In particular, Lebesgue measure is $|\mu|$.

Let $\mathcal U\subseteq [0,1]$ be a set of Lebesgue measure 0. (For instance, $\mathcal U$ could be the set of all numbers whose binary expansion does not satisfy the law of large numbers...)

Let

  • $\sigma(x)=1$ for $x\in\mathcal U$, and
  • $\sigma(x)=0$ for $x\not\in\mathcal U$.

Then given $y$ and $\theta$, there are two cases.

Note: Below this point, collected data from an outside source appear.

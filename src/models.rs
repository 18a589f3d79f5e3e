//! Model management: specifications, metadata, and loading from the cache
//!
//! Models live in HuggingFace repository layout: `config.json`,
//! `preprocessor_config.json`, and ONNX files under `onnx/` (one per
//! precision variant). The manager resolves a [`ModelSpec`] to concrete
//! model bytes and the preprocessing constants the model was trained with.

use crate::cache::ModelCache;
use crate::config::ExecutionProvider;
use crate::error::{BgStripError, Result};
use std::fs;
use std::path::{Path, PathBuf};

/// Default model repository: the BiRefNet general-purpose matting model
pub const DEFAULT_MODEL_URL: &str = "https://huggingface.co/ZhengPeng7/BiRefNet";

/// Relative ONNX file paths per precision variant
const VARIANT_FILES: &[(&str, &str)] = &[("fp32", "onnx/model.onnx"), ("fp16", "onnx/model_fp16.onnx")];

/// Model source specification
#[derive(Debug, Clone, PartialEq, serde::Serialize, serde::Deserialize)]
pub enum ModelSource {
    /// Downloaded model from the cache, addressed by model ID
    Registry(String),
    /// External model directory on the filesystem (HuggingFace layout)
    External(PathBuf),
}

impl ModelSource {
    /// Get a display name for tracing and logging
    #[must_use]
    pub fn display_name(&self) -> String {
        match self {
            Self::Registry(model_id) => format!("cached:{model_id}"),
            Self::External(path) => format!(
                "external:{}",
                path.file_name().unwrap_or_default().to_string_lossy()
            ),
        }
    }
}

/// Complete model specification including source and optional precision variant
#[derive(Debug, Clone, PartialEq, serde::Serialize, serde::Deserialize)]
pub struct ModelSpec {
    pub source: ModelSource,
    pub variant: Option<String>,
}

impl Default for ModelSpec {
    fn default() -> Self {
        Self {
            source: ModelSource::Registry(ModelCache::url_to_model_id(DEFAULT_MODEL_URL)),
            variant: None,
        }
    }
}

/// Model information and metadata
#[derive(Debug, Clone)]
pub struct ModelInfo {
    pub name: String,
    pub precision: String,
    pub size_bytes: usize,
    /// NCHW input shape
    pub input_shape: (usize, usize, usize, usize),
    /// NCHW output shape
    pub output_shape: (usize, usize, usize, usize),
}

/// Preprocessing constants a model expects its input normalized with
#[derive(Debug, Clone, PartialEq, serde::Serialize, serde::Deserialize)]
pub struct PreprocessingConfig {
    /// Target spatial size (width, height) of the input tensor
    pub target_size: [u32; 2],
    /// Per-channel normalization mean (RGB)
    pub normalization_mean: [f32; 3],
    /// Per-channel normalization std (RGB)
    pub normalization_std: [f32; 3],
}

impl Default for PreprocessingConfig {
    fn default() -> Self {
        // ImageNet statistics, which BiRefNet and ISNet are trained with
        Self {
            target_size: [1024, 1024],
            normalization_mean: [0.485, 0.456, 0.406],
            normalization_std: [0.229, 0.224, 0.225],
        }
    }
}

/// Resolve the precision variant to use based on precedence rules
///
/// 1. Variant explicitly named in the `ModelSpec`
/// 2. fp16 when the execution provider prefers accelerated execution
/// 3. fp32
/// 4. First available variant
///
/// # Errors
/// - Explicitly requested variant is not available
/// - No variants available at all
pub fn resolve_variant(
    spec: &ModelSpec,
    provider: Option<ExecutionProvider>,
    available_variants: &[String],
) -> Result<String> {
    if let Some(variant) = &spec.variant {
        if available_variants.contains(variant) {
            return Ok(variant.clone());
        }
        return Err(BgStripError::invalid_config(format!(
            "Variant '{variant}' not available. Available variants: {available_variants:?}"
        )));
    }

    if provider.is_some_and(ExecutionProvider::prefers_acceleration)
        && available_variants.iter().any(|v| v == "fp16")
    {
        return Ok("fp16".to_string());
    }

    if available_variants.iter().any(|v| v == "fp32") {
        return Ok("fp32".to_string());
    }

    available_variants
        .first()
        .cloned()
        .ok_or_else(|| BgStripError::model("No variants available for model"))
}

/// Resolves a model specification to concrete files and metadata
#[derive(Debug, Clone)]
pub struct ModelManager {
    model_dir: PathBuf,
    name: String,
    variant: String,
    preprocessing: PreprocessingConfig,
}

impl ModelManager {
    /// Create a manager from a model specification
    ///
    /// # Errors
    /// - Model not present in the cache / on disk
    /// - No ONNX variant files found
    pub fn from_spec(spec: &ModelSpec) -> Result<Self> {
        Self::from_spec_with_provider(spec, None)
    }

    /// Create a manager from a spec, letting the execution provider influence
    /// variant auto-resolution (accelerated providers prefer fp16)
    ///
    /// # Errors
    /// - Model not present in the cache / on disk
    /// - Requested variant not available
    /// - Malformed model metadata files
    pub fn from_spec_with_provider(
        spec: &ModelSpec,
        provider: Option<ExecutionProvider>,
    ) -> Result<Self> {
        let model_dir = match &spec.source {
            ModelSource::Registry(model_id) => {
                let cache = ModelCache::new()?;
                if model_id.is_empty() {
                    return Err(BgStripError::invalid_config(
                        "Empty model ID; download a model first or pass an explicit model",
                    ));
                }
                if !cache.is_model_cached(model_id) {
                    return Err(BgStripError::model(format!(
                        "Model '{model_id}' is not cached. Download it first (see ModelDownloader)"
                    )));
                }
                cache.get_model_path(model_id)
            },
            ModelSource::External(path) => {
                if !path.is_dir() {
                    return Err(BgStripError::model_error_with_context(
                        "locate",
                        path,
                        "directory does not exist",
                        &["check the path", "expected a HuggingFace-layout model directory"],
                    ));
                }
                path.clone()
            },
        };

        let available = available_variants(&model_dir);
        let variant = resolve_variant(spec, provider, &available)?;

        let preprocessing = read_preprocessor_config(&model_dir)?;
        let name = model_dir
            .file_name()
            .map(|n| n.to_string_lossy().into_owned())
            .unwrap_or_else(|| "unknown".to_string());

        tracing::debug!(
            model = %name,
            variant = %variant,
            target_size = ?preprocessing.target_size,
            "Resolved model specification"
        );

        Ok(Self {
            model_dir,
            name,
            variant,
            preprocessing,
        })
    }

    /// Load the model data for the resolved variant
    ///
    /// # Errors
    /// - Model file missing or unreadable
    pub fn load_model(&self) -> Result<Vec<u8>> {
        let path = self.model_path()?;
        fs::read(&path).map_err(|e| BgStripError::file_io_error("read model file", &path, &e))
    }

    /// Get model information
    ///
    /// # Errors
    /// - Model file missing (size cannot be determined)
    pub fn get_info(&self) -> Result<ModelInfo> {
        let path = self.model_path()?;
        let size_bytes = fs::metadata(&path)
            .map_err(|e| BgStripError::file_io_error("stat model file", &path, &e))?
            .len() as usize;

        let [w, h] = self.preprocessing.target_size;
        Ok(ModelInfo {
            name: self.name.clone(),
            precision: self.variant.clone(),
            size_bytes,
            input_shape: (1, 3, h as usize, w as usize),
            output_shape: (1, 1, h as usize, w as usize),
        })
    }

    /// Get the preprocessing configuration for this model
    #[must_use]
    pub fn get_preprocessing_config(&self) -> PreprocessingConfig {
        self.preprocessing.clone()
    }

    /// Resolved precision variant
    #[must_use]
    pub fn variant(&self) -> &str {
        &self.variant
    }

    /// Path to the ONNX file of the resolved variant
    ///
    /// # Errors
    /// - Variant file missing from the model directory
    pub fn model_path(&self) -> Result<PathBuf> {
        let rel = VARIANT_FILES
            .iter()
            .find(|(v, _)| *v == self.variant)
            .map(|(_, f)| *f)
            .ok_or_else(|| {
                BgStripError::model(format!("Unknown model variant: {}", self.variant))
            })?;
        let path = self.model_dir.join(rel);
        if !path.is_file() {
            return Err(BgStripError::model_error_with_context(
                "load",
                &path,
                "variant file missing",
                &["re-download the model"],
            ));
        }
        Ok(path)
    }
}

/// Scan a model directory for available ONNX precision variants
fn available_variants(model_dir: &Path) -> Vec<String> {
    VARIANT_FILES
        .iter()
        .filter(|(_, rel)| model_dir.join(rel).is_file())
        .map(|(v, _)| (*v).to_string())
        .collect()
}

/// Read `preprocessor_config.json`, falling back to defaults when the file or
/// individual keys are absent
fn read_preprocessor_config(model_dir: &Path) -> Result<PreprocessingConfig> {
    let path = model_dir.join("preprocessor_config.json");
    if !path.is_file() {
        return Ok(PreprocessingConfig::default());
    }

    let raw = fs::read_to_string(&path)
        .map_err(|e| BgStripError::file_io_error("read preprocessor config", &path, &e))?;
    let json: serde_json::Value = serde_json::from_str(&raw).map_err(|e| {
        BgStripError::model(format!(
            "Malformed preprocessor config '{}': {e}",
            path.display()
        ))
    })?;

    let mut config = PreprocessingConfig::default();

    if let Some(size) = json.get("size") {
        let width = size.get("width").and_then(serde_json::Value::as_u64);
        let height = size.get("height").and_then(serde_json::Value::as_u64);
        if let (Some(w), Some(h)) = (width, height) {
            config.target_size = [w as u32, h as u32];
        }
    }
    if let Some(mean) = read_f32_triple(&json, "image_mean") {
        config.normalization_mean = mean;
    }
    if let Some(std) = read_f32_triple(&json, "image_std") {
        config.normalization_std = std;
    }

    Ok(config)
}

fn read_f32_triple(json: &serde_json::Value, key: &str) -> Option<[f32; 3]> {
    let values = json.get(key)?.as_array()?;
    if values.len() != 3 {
        return None;
    }
    let mut out = [0.0f32; 3];
    for (slot, value) in out.iter_mut().zip(values) {
        *slot = value.as_f64()? as f32;
    }
    Some(out)
}

#[cfg(test)]
mod tests {
    use super::*;

    fn spec_with_variant(variant: Option<&str>) -> ModelSpec {
        ModelSpec {
            source: ModelSource::Registry("test-model".to_string()),
            variant: variant.map(String::from),
        }
    }

    #[test]
    fn test_resolve_variant_explicit_precedence() {
        let available = vec!["fp16".to_string(), "fp32".to_string()];
        let spec = spec_with_variant(Some("fp32"));
        let result =
            resolve_variant(&spec, Some(ExecutionProvider::Auto), &available).unwrap();
        assert_eq!(result, "fp32");
    }

    #[test]
    fn test_resolve_variant_explicit_unavailable() {
        let available = vec!["fp32".to_string()];
        let spec = spec_with_variant(Some("fp16"));
        assert!(resolve_variant(&spec, None, &available).is_err());
    }

    #[test]
    fn test_resolve_variant_accelerated_prefers_fp16() {
        let available = vec!["fp16".to_string(), "fp32".to_string()];
        let spec = spec_with_variant(None);
        let result =
            resolve_variant(&spec, Some(ExecutionProvider::Cuda), &available).unwrap();
        assert_eq!(result, "fp16");
    }

    #[test]
    fn test_resolve_variant_cpu_prefers_fp32() {
        let available = vec!["fp16".to_string(), "fp32".to_string()];
        let spec = spec_with_variant(None);
        let result = resolve_variant(&spec, Some(ExecutionProvider::Cpu), &available).unwrap();
        assert_eq!(result, "fp32");

        // No provider hint behaves like CPU
        let result = resolve_variant(&spec, None, &available).unwrap();
        assert_eq!(result, "fp32");
    }

    #[test]
    fn test_resolve_variant_first_available_fallback() {
        let available = vec!["int8".to_string()];
        let spec = spec_with_variant(None);
        let result = resolve_variant(&spec, None, &available).unwrap();
        assert_eq!(result, "int8");
    }

    #[test]
    fn test_resolve_variant_empty_errors() {
        let spec = spec_with_variant(None);
        assert!(resolve_variant(&spec, None, &[]).is_err());
    }

    #[test]
    fn test_default_spec_points_at_birefnet() {
        let spec = ModelSpec::default();
        match spec.source {
            ModelSource::Registry(id) => assert_eq!(id, "ZhengPeng7--BiRefNet"),
            ModelSource::External(_) => panic!("default spec should be a registry model"),
        }
    }

    #[test]
    fn test_preprocessor_config_parsing() {
        let dir = tempfile::tempdir().unwrap();
        fs::write(
            dir.path().join("preprocessor_config.json"),
            r#"{"size": {"width": 512, "height": 512}, "image_mean": [0.5, 0.5, 0.5], "image_std": [0.5, 0.5, 0.5]}"#,
        )
        .unwrap();

        let config = read_preprocessor_config(dir.path()).unwrap();
        assert_eq!(config.target_size, [512, 512]);
        assert_eq!(config.normalization_mean, [0.5, 0.5, 0.5]);
    }

    #[test]
    fn test_preprocessor_config_defaults_when_missing() {
        let dir = tempfile::tempdir().unwrap();
        let config = read_preprocessor_config(dir.path()).unwrap();
        assert_eq!(config, PreprocessingConfig::default());
    }

    #[test]
    fn test_external_manager_resolution() {
        let dir = tempfile::tempdir().unwrap();
        fs::create_dir_all(dir.path().join("onnx")).unwrap();
        fs::write(dir.path().join("onnx/model.onnx"), b"stub").unwrap();

        let spec = ModelSpec {
            source: ModelSource::External(dir.path().to_path_buf()),
            variant: None,
        };
        let manager = ModelManager::from_spec(&spec).unwrap();
        assert_eq!(manager.variant(), "fp32");
        assert_eq!(manager.load_model().unwrap(), b"stub");

        let info = manager.get_info().unwrap();
        assert_eq!(info.input_shape, (1, 3, 1024, 1024));
        assert_eq!(info.output_shape, (1, 1, 1024, 1024));
    }

    #[test]
    fn test_external_manager_missing_dir() {
        let spec = ModelSpec {
            source: ModelSource::External(PathBuf::from("/nonexistent/model-dir")),
            variant: None,
        };
        assert!(ModelManager::from_spec(&spec).is_err());
    }
}
//! Configuration types for background removal operations

use crate::models::ModelSpec;
use serde::{Deserialize, Serialize};

/// Execution provider options for ONNX Runtime
#[derive(Debug, Clone, Copy, PartialEq, Eq, Serialize, Deserialize)]
pub enum ExecutionProvider {
    /// Auto-detect best available provider (CUDA > `CoreML` > CPU)
    Auto,
    /// CPU execution (always available)
    Cpu,
    /// NVIDIA CUDA GPU acceleration
    Cuda,
    /// Apple Silicon GPU acceleration
    CoreMl,
}

impl ExecutionProvider {
    /// Whether this provider expresses a preference for accelerated execution
    #[must_use]
    pub fn prefers_acceleration(self) -> bool {
        !matches!(self, Self::Cpu)
    }
}

impl Default for ExecutionProvider {
    fn default() -> Self {
        // Default to auto-detection for best performance
        Self::Auto
    }
}

impl std::fmt::Display for ExecutionProvider {
    fn fmt(&self, f: &mut std::fmt::Formatter<'_>) -> std::fmt::Result {
        match self {
            Self::Auto => write!(f, "auto"),
            Self::Cpu => write!(f, "cpu"),
            Self::Cuda => write!(f, "cuda"),
            Self::CoreMl => write!(f, "coreml"),
        }
    }
}

/// Output image format options
#[derive(Debug, Clone, Copy, PartialEq, Eq, Serialize, Deserialize)]
pub enum OutputFormat {
    /// PNG with alpha channel transparency
    Png,
    /// JPEG (no transparency, alpha flattened onto white)
    Jpeg,
    /// WebP with alpha channel transparency
    WebP,
    /// Raw RGBA8 pixel data (4 bytes per pixel)
    Rgba8,
}

impl Default for OutputFormat {
    fn default() -> Self {
        Self::Png
    }
}

/// Configuration for background removal operations
#[derive(Debug, Clone, PartialEq, Serialize, Deserialize)]
pub struct RemovalConfig {
    /// Execution provider for ONNX Runtime
    pub execution_provider: ExecutionProvider,

    /// Output format
    pub output_format: OutputFormat,

    /// JPEG quality (0-100, only used for JPEG output)
    pub jpeg_quality: u8,

    /// Enable debug mode (additional logging and validation)
    pub debug: bool,

    /// Number of intra-op threads for inference (0 = auto)
    pub intra_threads: usize,

    /// Number of inter-op threads for inference (0 = auto)
    pub inter_threads: usize,

    /// Model specification including source and variant
    pub model_spec: ModelSpec,
}

impl Default for RemovalConfig {
    fn default() -> Self {
        Self {
            execution_provider: ExecutionProvider::default(),
            output_format: OutputFormat::default(),
            jpeg_quality: 90,
            debug: false,
            intra_threads: 0,
            inter_threads: 0,
            model_spec: ModelSpec::default(),
        }
    }
}

impl RemovalConfig {
    /// Create a new configuration builder for fluent API construction
    #[must_use]
    pub fn builder() -> RemovalConfigBuilder {
        RemovalConfigBuilder::default()
    }

    /// Validate all configuration parameters
    ///
    /// # Errors
    /// - Invalid JPEG quality value (must be 0-100)
    pub fn validate(&self) -> crate::Result<()> {
        if self.jpeg_quality > 100 {
            return Err(crate::error::BgStripError::invalid_config(format!(
                "JPEG quality must be 0-100, got {}",
                self.jpeg_quality
            )));
        }
        Ok(())
    }
}

/// Builder for `RemovalConfig`
#[derive(Debug, Default)]
pub struct RemovalConfigBuilder {
    config: RemovalConfig,
}

impl RemovalConfigBuilder {
    #[must_use]
    pub fn new() -> Self {
        Self::default()
    }

    #[must_use]
    pub fn execution_provider(mut self, provider: ExecutionProvider) -> Self {
        self.config.execution_provider = provider;
        self
    }

    #[must_use]
    pub fn output_format(mut self, format: OutputFormat) -> Self {
        self.config.output_format = format;
        self
    }

    #[must_use]
    pub fn jpeg_quality(mut self, quality: u8) -> Self {
        self.config.jpeg_quality = quality.clamp(0, 100);
        self
    }

    #[must_use]
    pub fn debug(mut self, debug: bool) -> Self {
        self.config.debug = debug;
        self
    }

    #[must_use]
    pub fn intra_threads(mut self, threads: usize) -> Self {
        self.config.intra_threads = threads;
        self
    }

    #[must_use]
    pub fn inter_threads(mut self, threads: usize) -> Self {
        self.config.inter_threads = threads;
        self
    }

    #[must_use]
    pub fn model_spec(mut self, model_spec: ModelSpec) -> Self {
        self.config.model_spec = model_spec;
        self
    }

    /// Build the configuration, validating all parameters
    ///
    /// # Errors
    /// - Configuration validation failures
    pub fn build(self) -> crate::Result<RemovalConfig> {
        self.config.validate()?;
        Ok(self.config)
    }
}

#[cfg(test)]
mod tests {
    use super::*;
    use crate::models::ModelSource;

    #[test]
    fn test_default_config_is_valid() {
        let config = RemovalConfig::default();
        assert!(config.validate().is_ok());
        assert_eq!(config.execution_provider, ExecutionProvider::Auto);
        assert_eq!(config.output_format, OutputFormat::Png);
    }

    #[test]
    fn test_builder_chain() {
        let config = RemovalConfig::builder()
            .execution_provider(ExecutionProvider::Cpu)
            .output_format(OutputFormat::WebP)
            .jpeg_quality(95)
            .debug(true)
            .intra_threads(4)
            .model_spec(ModelSpec {
                source: ModelSource::Registry("test-model".to_string()),
                variant: Some("fp32".to_string()),
            })
            .build()
            .unwrap();

        assert_eq!(config.execution_provider, ExecutionProvider::Cpu);
        assert_eq!(config.jpeg_quality, 95);
        assert!(config.debug);
        assert_eq!(config.intra_threads, 4);
    }

    #[test]
    fn test_quality_clamped_by_builder() {
        let config = RemovalConfig::builder().jpeg_quality(200).build().unwrap();
        assert_eq!(config.jpeg_quality, 100);
    }

    #[test]
    fn test_provider_acceleration_preference() {
        assert!(ExecutionProvider::Auto.prefers_acceleration());
        assert!(ExecutionProvider::Cuda.prefers_acceleration());
        assert!(!ExecutionProvider::Cpu.prefers_acceleration());
    }
}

Case 1: $y\ne 0$. Then $$|\mu|\{X:y^\top X+\theta\in\mathcal U\}=0,$$ hence $$|\mu|\{X:\sigma(y^\top X+\theta)\ne 0\}=0,$$ so $\int \sigma(y^\top X+\theta)d|\mu|(x)=0$, so $\int \sigma(y^\top X+\theta)d\mu(x)=0$.

Case 2: $y=0$. Then $\sigma(y^\top X+\theta)$ is the constant $\sigma(\theta)$, which satisfies $$\int \sigma(\theta)\,d\mu(x)=\sigma(\theta)\int d\mu(x)=\sigma(\theta)\mu([0,1])=0.$$

So, $\sigma$ is non-discriminatory.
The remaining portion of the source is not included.